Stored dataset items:
***
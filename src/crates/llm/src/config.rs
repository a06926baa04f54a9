//! Client configuration structures.

use crate::error::{LlmError, Result};
use serde::{Deserialize, Serialize};
use std::time::Duration;

/// Default OpenAI API base URL.
pub const OPENAI_BASE_URL: &str = "https://api.openai.com/v1";

/// Default Mem0 platform base URL.
pub const MEM0_BASE_URL: &str = "https://api.mem0.ai";

/// Configuration for an OpenAI-compatible chat API.
#[derive(Debug, Clone, Serialize, Deserialize)]
pub struct RemoteLlmConfig {
    /// API key for authentication.
    pub api_key: String,

    /// Base URL for the API, including the version segment.
    ///
    /// Examples:
    /// - OpenAI: "https://api.openai.com/v1"
    /// - OpenRouter: "https://openrouter.ai/api/v1"
    /// - LM Studio: "http://localhost:1234/v1"
    pub base_url: String,

    /// Limit on connecting, on waiting for response headers and on each
    /// gap between streamed chunks. A whole stream may take longer.
    #[serde(default = "default_timeout")]
    pub timeout: Duration,

    /// Organization ID (optional, for providers that support it).
    pub organization: Option<String>,
}

impl RemoteLlmConfig {
    /// Create a new remote LLM configuration.
    pub fn new(api_key: impl Into<String>, base_url: impl Into<String>) -> Self {
        Self {
            api_key: api_key.into(),
            base_url: base_url.into(),
            timeout: default_timeout(),
            organization: None,
        }
    }

    /// Create configuration from environment variable.
    pub fn from_env(env_var: &str, base_url: impl Into<String>) -> Result<Self> {
        let api_key = std::env::var(env_var)
            .map_err(|_| LlmError::ApiKeyNotFound(format!("Environment variable: {}", env_var)))?;

        Ok(Self::new(api_key, base_url))
    }

    /// Set the request timeout.
    pub fn with_timeout(mut self, timeout: Duration) -> Self {
        self.timeout = timeout;
        self
    }

    /// Set the organization ID.
    pub fn with_organization(mut self, organization: impl Into<String>) -> Self {
        self.organization = Some(organization.into());
        self
    }

    /// Base URL without a trailing slash.
    pub(crate) fn endpoint(&self, path: &str) -> String {
        format!("{}/{}", self.base_url.trim_end_matches('/'), path.trim_start_matches('/'))
    }
}

/// Configuration for the memory service.
#[derive(Debug, Clone, Serialize, Deserialize)]
pub struct MemoryClientConfig {
    pub api_key: String,
    pub base_url: String,
    #[serde(default = "default_memory_timeout")]
    pub timeout: Duration,
}

impl MemoryClientConfig {
    pub fn new(api_key: impl Into<String>, base_url: impl Into<String>) -> Self {
        Self {
            api_key: api_key.into(),
            base_url: base_url.into(),
            timeout: default_memory_timeout(),
        }
    }

    pub fn with_timeout(mut self, timeout: Duration) -> Self {
        self.timeout = timeout;
        self
    }

    pub(crate) fn endpoint(&self, path: &str) -> String {
        format!("{}/{}", self.base_url.trim_end_matches('/'), path.trim_start_matches('/'))
    }
}

fn default_timeout() -> Duration {
    Duration::from_secs(60)
}

// Recall sits in front of every request; keep it short.
fn default_memory_timeout() -> Duration {
    Duration::from_secs(10)
}

#[cfg(test)]
mod tests {
    use super::*;

    #[test]
    fn test_remote_config_builder() {
        let config = RemoteLlmConfig::new("test-key", "https://api.openai.com/v1/")
            .with_timeout(Duration::from_secs(120))
            .with_organization("org-123");

        assert_eq!(config.api_key, "test-key");
        assert_eq!(config.timeout, Duration::from_secs(120));
        assert_eq!(config.organization, Some("org-123".to_string()));
        assert_eq!(
            config.endpoint("/chat/completions"),
            "https://api.openai.com/v1/chat/completions"
        );
    }

    #[test]
    fn test_missing_env_key() {
        let result = RemoteLlmConfig::from_env("THREADLINE_TEST_UNSET_KEY_VAR", OPENAI_BASE_URL);
        assert!(matches!(result, Err(LlmError::ApiKeyNotFound(_))));
    }

    #[test]
    fn test_memory_endpoint() {
        let config = MemoryClientConfig::new("k", MEM0_BASE_URL);
        assert_eq!(config.endpoint("v1/memories/"), "https://api.mem0.ai/v1/memories/");
        assert_eq!(config.timeout, Duration::from_secs(10));
    }
}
***
# To do:
After locating the line that contains "the request timeout.", please copy exactly every line from the start of the records through it, and nothing else.

# Answer box:
filename src/crates/llm/src/config.rs
repository a06926baa04f54a9
//! Client configuration structures.

use crate::error::{LlmError, Result};
use serde::{Deserialize, Serialize};
use std::time::Duration;

/// Default OpenAI API base URL.
pub const OPENAI_BASE_URL: &str = "https://api.openai.com/v1";

/// Default Mem0 platform base URL.
pub const MEM0_BASE_URL: &str = "https://api.mem0.ai";

/// Configuration for an OpenAI-compatible chat API.
#[derive(Debug, Clone, Serialize, Deserialize)]
pub struct RemoteLlmConfig {
    /// API key for authentication.
    pub api_key: String,

    /// Base URL for the API, including the version segment.
    ///
    /// Examples:
    /// - OpenAI: "https://api.openai.com/v1"
    /// - OpenRouter: "https://openrouter.ai/api/v1"
    /// - LM Studio: "http://localhost:1234/v1"
    pub base_url: String,

    /// Limit on connecting, on waiting for response headers and on each
    /// gap between streamed chunks. A whole stream may take longer.
    #[serde(default = "default_timeout")]
    pub timeout: Duration,

    /// Organization ID (optional, for providers that support it).
    pub organization: Option<String>,
}

impl RemoteLlmConfig {
    /// Create a new remote LLM configuration.
    pub fn new(api_key: impl Into<String>, base_url: impl Into<String>) -> Self {
        Self {
            api_key: api_key.into(),
            base_url: base_url.into(),
            timeout: default_timeout(),
            organization: None,
        }
    }

    /// Create configuration from environment variable.
    pub fn from_env(env_var: &str, base_url: impl Into<String>) -> Result<Self> {
        let api_key = std::env::var(env_var)
            .map_err(|_| LlmError::ApiKeyNotFound(format!("Environment variable: {}", env_var)))?;

        Ok(Self::new(api_key, base_url))
    }

    /// Set the request timeout.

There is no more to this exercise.